The US company OpenAI will participate in the seed funding round of Merge Labs, a new brain-computer Interface (BCI) research lab co-founded by OpenAI’s CEO Sam Altman and several neurotechnology researchers.

The financing totals about $250 million and values Merge Labs at roughly $850 million, Bloomberg and TechCrunch reported, though OpenAI did not disclose financial terms in its post.

In its announcement, OpenAI described BCIs as “an important new frontier” that could give people “a more direct way to express intent,” and said it will collaborate with Merge Labs on “scientific foundation models and other frontier tools” to accelerate bioengineering, neuroscience and device engineering work.

The investment follows OpenAI’s recent acquisition of health data startup Torch.

What Merge Labs is building

Merge Labs, in its own launch post, said it is pursuing “fundamentally new approaches” that aim to raise bandwidth and brain coverage while making BCIs “much less invasive,” including systems that “connect with neurons using molecules instead of electrodes,” use “deep-reaching modalities like ultrasound,” and “avoid implants into brain tissue.”

BCI market backdrop

The announcement comes in a BCI market where the most advanced clinical efforts remain implant-led. Neuralink remains the most visible clinical-stage benchmark in the sector. Neuralink had raised $650 million in a Series E round in June 2025. Semafor reported the financing valued Neuralink at about $9 billion, citing people familiar with the round.

Neuralink also said in May 2025 it received an FDA Breakthrough Device Designation for a speech-restoration device, a designation intended to help accelerate development and review for certain medical devices. In parallel, Synchron has pursued a less invasive implant path that avoids open brain surgery, and has said its Stentrode system received FDA breakthrough device designation.

Enterprise lens

For enterprise leaders, the move points to longer-horizon investment in new interface layers: AI companies are now putting balance-sheet capital behind new “input/output” layers that could sit alongside screens, voice, and wearables.

OpenAI’s post explicitly links higher-bandwidth interfaces and AI systems interpreting intent under noisy signals, tying the work to signal decoding, personalization, and reliability.

Policy and what’s next

Regulatory and trust considerations are also relevant, particularly for implanted BCIs. The FDA has a dedicated guidance for implanted BCI devices for patients with paralysis or amputation, reflecting a pathway for clinical-grade systems even as the field evolves.

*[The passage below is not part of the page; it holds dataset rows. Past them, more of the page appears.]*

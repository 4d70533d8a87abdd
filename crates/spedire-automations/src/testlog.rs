//! Log capture for tests: installs a thread-local fmt subscriber writing to a
//! shared buffer.

use std::io::Write;
use std::sync::{Arc, Mutex};

#[derive(Clone, Default)]
pub struct CapturedLogs(Arc<Mutex<Vec<u8>>>);

impl CapturedLogs {
    pub fn contents(&self) -> String {
        String::from_utf8_lossy(&self.0.lock().unwrap()).to_string()
    }

    /// Lines at `level` (e.g. "ERROR") containing `needle`.
    pub fn has(&self, level: &str, needle: &str) -> bool {
        self.contents()
            .lines()
            .any(|l| l.contains(level) && l.contains(needle))
    }
}

impl Write for CapturedLogs {
    fn write(&mut self, buf: &[u8]) -> std::io::Result<usize> {
        self.0.lock().unwrap().extend_from_slice(buf);
        Ok(buf.len())
    }

    fn flush(&mut self) -> std::io::Result<()> {
        Ok(())
    }
}

/// Capture everything logged on this thread until the guard drops.
/// Use with a current-thread runtime so spawned tasks log here too.
pub fn capture() -> (CapturedLogs, tracing::subscriber::DefaultGuard) {
    let logs = CapturedLogs::default();
    let writer = logs.clone();
    let subscriber = tracing_subscriber::fmt()
        .with_writer(move || writer.clone())
        .with_ansi(false)
        .with_max_level(tracing::Level::DEBUG)
        .finish();
    let guard = tracing::subscriber::set_default(subscriber);
    (logs, guard)
}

Separately, governments and watchdog bodies have been warning that “brain signal” data introduces distinct privacy and security risks. The 2024 U.S. GAO report highlights risks around protection of brain data and related information generated by BCI use.

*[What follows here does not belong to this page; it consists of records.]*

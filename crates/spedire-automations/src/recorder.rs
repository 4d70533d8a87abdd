//! Run Recorder: one history row per execution attempt, plus the cached
//! `last_run_*` fields on the automation.
//!
//! Writes after the handler has run are best effort: a failed write is logged
//! and the in-memory run is still returned. Handler side effects are never
//! rolled back.

use std::sync::Arc;
use std::time::Instant;

use chrono::{DateTime, Utc};

use spedire_core::Result;

use crate::model::{
    Automation, AutomationRun, HandlerResult, LOCK_NOT_ACQUIRED_MESSAGE, NewRun, RunStatus,
    RunUpdate, Trigger,
};
use crate::store::{AutomationStore, RunStore};

/// How an attempt ended.
#[derive(Debug, Clone)]
pub enum RunOutcome {
    /// Handler returned normally.
    Handler(HandlerResult),
    /// Handler failed, panicked, or was missing.
    HandlerError(String),
    /// Another holder owns the lock (or the store denied it fail-closed).
    LockDenied,
}

impl RunOutcome {
    fn into_update(self, completed_at: DateTime<Utc>, duration_ms: i64) -> RunUpdate {
        match self {
            RunOutcome::Handler(result) => RunUpdate {
                status: result.status(),
                completed_at,
                duration_ms,
                result: result.details.unwrap_or_else(|| serde_json::json!({})),
                error_message: result.error,
                items_processed: result.items_processed,
                items_failed: result.items_failed,
            },
            RunOutcome::HandlerError(message) => RunUpdate {
                status: RunStatus::Failure,
                completed_at,
                duration_ms,
                result: serde_json::json!({}),
                error_message: Some(message),
                items_processed: 0,
                items_failed: 0,
            },
            RunOutcome::LockDenied => RunUpdate {
                status: RunStatus::Failure,
                completed_at,
                duration_ms,
                result: serde_json::json!({}),
                error_message: Some(LOCK_NOT_ACQUIRED_MESSAGE.to_string()),
                items_processed: 0,
                items_failed: 0,
            },
        }
    }
}

#[derive(Clone)]
pub struct RunRecorder {
    automations: Arc<dyn AutomationStore>,
    runs: Arc<dyn RunStore>,
}

impl RunRecorder {
    pub fn new(automations: Arc<dyn AutomationStore>, runs: Arc<dyn RunStore>) -> Self {
        Self { automations, runs }
    }

    /// Insert the `running` row.
    pub async fn start(
        &self,
        automation: &Automation,
        trigger: Trigger,
        user_id: Option<&str>,
        started_at: DateTime<Utc>,
    ) -> Result<AutomationRun> {
        self.runs
            .insert_run(&NewRun {
                automation_id: automation.id.clone(),
                triggered_by: trigger,
                triggered_by_user_id: user_id.map(str::to_string),
                started_at,
            })
            .await
    }

    /// Terminal run for an attempt whose row could not be inserted.
    /// Not persisted; carries a fresh id so callers can still report it.
    pub fn unsaved_failure(
        automation: &Automation,
        trigger: Trigger,
        user_id: Option<&str>,
        started: Instant,
        started_at: DateTime<Utc>,
        error: &str,
    ) -> AutomationRun {
        AutomationRun {
            id: uuid::Uuid::new_v4().to_string(),
            automation_id: automation.id.clone(),
            triggered_by: trigger,
            triggered_by_user_id: user_id.map(str::to_string),
            status: RunStatus::Failure,
            started_at,
            completed_at: Some(Utc::now()),
            duration_ms: Some(started.elapsed().as_millis() as i64),
            result: serde_json::json!({}),
            error_message: Some(format!("Impossibile registrare l'esecuzione: {error}")),
            items_processed: 0,
            items_failed: 0,
        }
    }

    /// Finalize the run and, unless the lock was denied, refresh the
    /// automation's cached last-run fields.
    pub async fn complete(
        &self,
        mut run: AutomationRun,
        automation: &Automation,
        outcome: RunOutcome,
        started: Instant,
    ) -> AutomationRun {
        let touches_cache = !matches!(outcome, RunOutcome::LockDenied);
        let completed_at = Utc::now();
        let update = outcome.into_update(completed_at, started.elapsed().as_millis() as i64);

        if let Err(e) = self.runs.update_run(&run.id, &update).await {
            tracing::error!(
                "❌ Failed to record run {} of '{}': {e}",
                run.id,
                automation.slug
            );
        }
        run.apply(&update);

        if touches_cache
            && let Err(e) = self
                .automations
                .update_automation_cache(&automation.id, completed_at, run.status)
                .await
        {
            tracing::error!("❌ Failed to update last-run cache of '{}': {e}", automation.slug);
        }
        run
    }
}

Colorado Governor Jared Polis signed HB24-1058 in April 2024, amending the Colorado Privacy Act to classify “neural data” as sensitive data and extend privacy protections to information generated by neurotechnology.

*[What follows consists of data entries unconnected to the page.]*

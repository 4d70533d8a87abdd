//! Dispatcher: the cron-tick entry point.
//!
//! One tick loads the enabled catalog, gates each automation by schedule and
//! registered handler, then runs it under its lock. Automations are processed
//! sequentially in load order. Failures are contained per automation; the
//! batch always returns what it managed to do.
//!
//! Each attempt runs on its own tokio task. Dropping the caller (an HTTP
//! client hanging up, a timeout) detaches from the attempt instead of
//! cancelling it, so the run still reaches a terminal state and the lock is
//! still released. A dropped batch does not start the automations it had not
//! reached yet.
//!
//! Nothing here cancels a slow handler. If a handler outlives the lock TTL the
//! next tick can acquire the lock and run the same automation concurrently.

use std::any::Any;
use std::panic::AssertUnwindSafe;
use std::sync::Arc;
use std::time::Instant;

use chrono::{DateTime, Utc};
use futures::FutureExt;

use crate::cron;
use crate::lock::AutomationLock;
use crate::model::{Automation, AutomationRun, BatchResult, RunStatus, RunSummary, Trigger};
use crate::recorder::{RunOutcome, RunRecorder};
use crate::registry::HandlerRegistry;
use crate::store::{AutomationStore, RunStore};

#[derive(Clone)]
pub struct Dispatcher {
    automations: Arc<dyn AutomationStore>,
    lock: Arc<AutomationLock>,
    registry: Arc<HandlerRegistry>,
    recorder: RunRecorder,
}

impl Dispatcher {
    pub fn new(
        automations: Arc<dyn AutomationStore>,
        runs: Arc<dyn RunStore>,
        lock: Arc<AutomationLock>,
        registry: Arc<HandlerRegistry>,
    ) -> Self {
        let recorder = RunRecorder::new(automations.clone(), runs);
        Self {
            automations,
            lock,
            registry,
            recorder,
        }
    }

    pub fn lock(&self) -> &Arc<AutomationLock> {
        &self.lock
    }

    pub fn registry(&self) -> &Arc<HandlerRegistry> {
        &self.registry
    }

    /// One dispatcher tick at the current time.
    pub async fn run_dispatcher(&self, tolerance_minutes: u32) -> BatchResult {
        self.run_dispatcher_at(tolerance_minutes, Utc::now()).await
    }

    /// One dispatcher tick evaluated at `now`.
    ///
    /// A catalog load error yields the zeroed batch; callers should treat an
    /// all-zero result as "check the logs".
    pub async fn run_dispatcher_at(&self, tolerance_minutes: u32, now: DateTime<Utc>) -> BatchResult {
        let automations = match self.automations.load_enabled_automations().await {
            Ok(list) => list,
            Err(e) => {
                tracing::error!("❌ Dispatcher could not load automations: {e}");
                return BatchResult::default();
            }
        };

        tracing::info!(
            "⏰ Dispatcher tick at {}: {} enabled automation(s), tolerance {tolerance_minutes}m",
            now.format("%Y-%m-%d %H:%M"),
            automations.len()
        );

        let mut batch = BatchResult {
            checked: automations.len(),
            ..Default::default()
        };

        for automation in &automations {
            if !cron::should_run_now(&automation.schedule, tolerance_minutes, now) {
                if !cron::is_valid_cron(&automation.schedule) {
                    tracing::warn!(
                        "⚠️ Invalid schedule '{}' for '{}', skipping",
                        automation.schedule,
                        automation.slug
                    );
                }
                batch.skipped += 1;
                continue;
            }

            if !self.registry.contains(&automation.slug) {
                tracing::warn!("⚠️ No handler registered for '{}', skipping", automation.slug);
                batch.skipped += 1;
                continue;
            }

            let run = self.execute_automation(automation, Trigger::Cron, None).await;
            batch.executed += 1;
            batch.results.push(RunSummary::from_run(&automation.slug, &run));
        }

        tracing::info!(
            "⏰ Dispatcher tick done: checked {}, executed {}, skipped {}",
            batch.checked,
            batch.executed,
            batch.skipped
        );
        batch
    }

    /// Execute one automation under its lock and return the terminal run.
    ///
    /// Never fails: insert errors give an unsaved `failure` run, lock denial
    /// and handler errors give recorded `failure` runs. The lock is released
    /// only when this call acquired it.
    ///
    /// The attempt is spawned; dropping the returned future does not stop it.
    pub async fn execute_automation(
        &self,
        automation: &Automation,
        trigger: Trigger,
        user_id: Option<&str>,
    ) -> AutomationRun {
        let started = Instant::now();
        let started_at = Utc::now();
        let this = self.clone();
        let owned = automation.clone();
        let user = user_id.map(str::to_string);
        let attempt = tokio::spawn(async move {
            this.attempt(&owned, trigger, user.as_deref(), started, started_at)
                .await
        });

        match attempt.await {
            Ok(run) => run,
            Err(e) => {
                tracing::error!("❌ Attempt for '{}' aborted: {e}", automation.slug);
                RunRecorder::unsaved_failure(
                    automation,
                    trigger,
                    user_id,
                    started,
                    started_at,
                    &e.to_string(),
                )
            }
        }
    }

    async fn attempt(
        &self,
        automation: &Automation,
        trigger: Trigger,
        user_id: Option<&str>,
        started: Instant,
        started_at: DateTime<Utc>,
    ) -> AutomationRun {
        let slug = automation.slug.as_str();
        tracing::info!("▶️ Running '{slug}' (trigger: {trigger})");

        let run = match self.recorder.start(automation, trigger, user_id, started_at).await {
            Ok(run) => run,
            Err(e) => {
                tracing::error!("❌ Could not create run for '{slug}': {e}");
                return RunRecorder::unsaved_failure(
                    automation,
                    trigger,
                    user_id,
                    started,
                    started_at,
                    &e.to_string(),
                );
            }
        };

        let lock_acquired = match AssertUnwindSafe(self.lock.acquire(slug)).catch_unwind().await {
            Ok(acquired) => acquired,
            Err(panic) => {
                tracing::error!(
                    "❌ Lock acquisition for '{slug}' panicked: {}",
                    panic_message(panic.as_ref())
                );
                false
            }
        };

        if !lock_acquired {
            let run = self
                .recorder
                .complete(run, automation, RunOutcome::LockDenied, started)
                .await;
            tracing::info!("⏭️ '{slug}' not run: lock not acquired");
            return run;
        }

        let outcome = match self.registry.get(slug) {
            None => RunOutcome::HandlerError(format!("Nessun handler registrato per '{slug}'")),
            Some(handler) => {
                let call = handler.run(&automation.config, automation);
                match AssertUnwindSafe(call).catch_unwind().await {
                    Ok(Ok(result)) => RunOutcome::Handler(result),
                    Ok(Err(e)) => RunOutcome::HandlerError(format!("{e:#}")),
                    Err(panic) => RunOutcome::HandlerError(format!(
                        "Handler panicked: {}",
                        panic_message(panic.as_ref())
                    )),
                }
            }
        };

        let run = self.recorder.complete(run, automation, outcome, started).await;
        self.lock.release(slug).await;

        if run.status == RunStatus::Failure {
            tracing::warn!(
                "⚠️ '{slug}' failed in {}ms: {}",
                run.duration_ms.unwrap_or_default(),
                run.error_message.as_deref().unwrap_or("unknown error")
            );
        } else {
            tracing::info!(
                "✅ '{slug}' finished {} in {}ms ({} processed, {} failed)",
                run.status,
                run.duration_ms.unwrap_or_default(),
                run.items_processed,
                run.items_failed
            );
        }
        run
    }
}

fn panic_message(panic: &(dyn Any + Send)) -> String {
    if let Some(s) = panic.downcast_ref::<&str>() {
        s.to_string()
    } else if let Some(s) = panic.downcast_ref::<String>() {
        s.clone()
    } else {
        "unknown panic".to_string()
    }
}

Merge Labs has not published a timeline for clinical trials or regulatory submissions in its launch note, describing itself as a research lab that plans to “think in decades rather than years.” The announcements center on funding and research collaboration.

OpenAI is willing to fund foundational neurotech R&D and pair it with frontier AI tooling, while Neuralink and Synchron are pursuing clinical development pathways for implanted systems.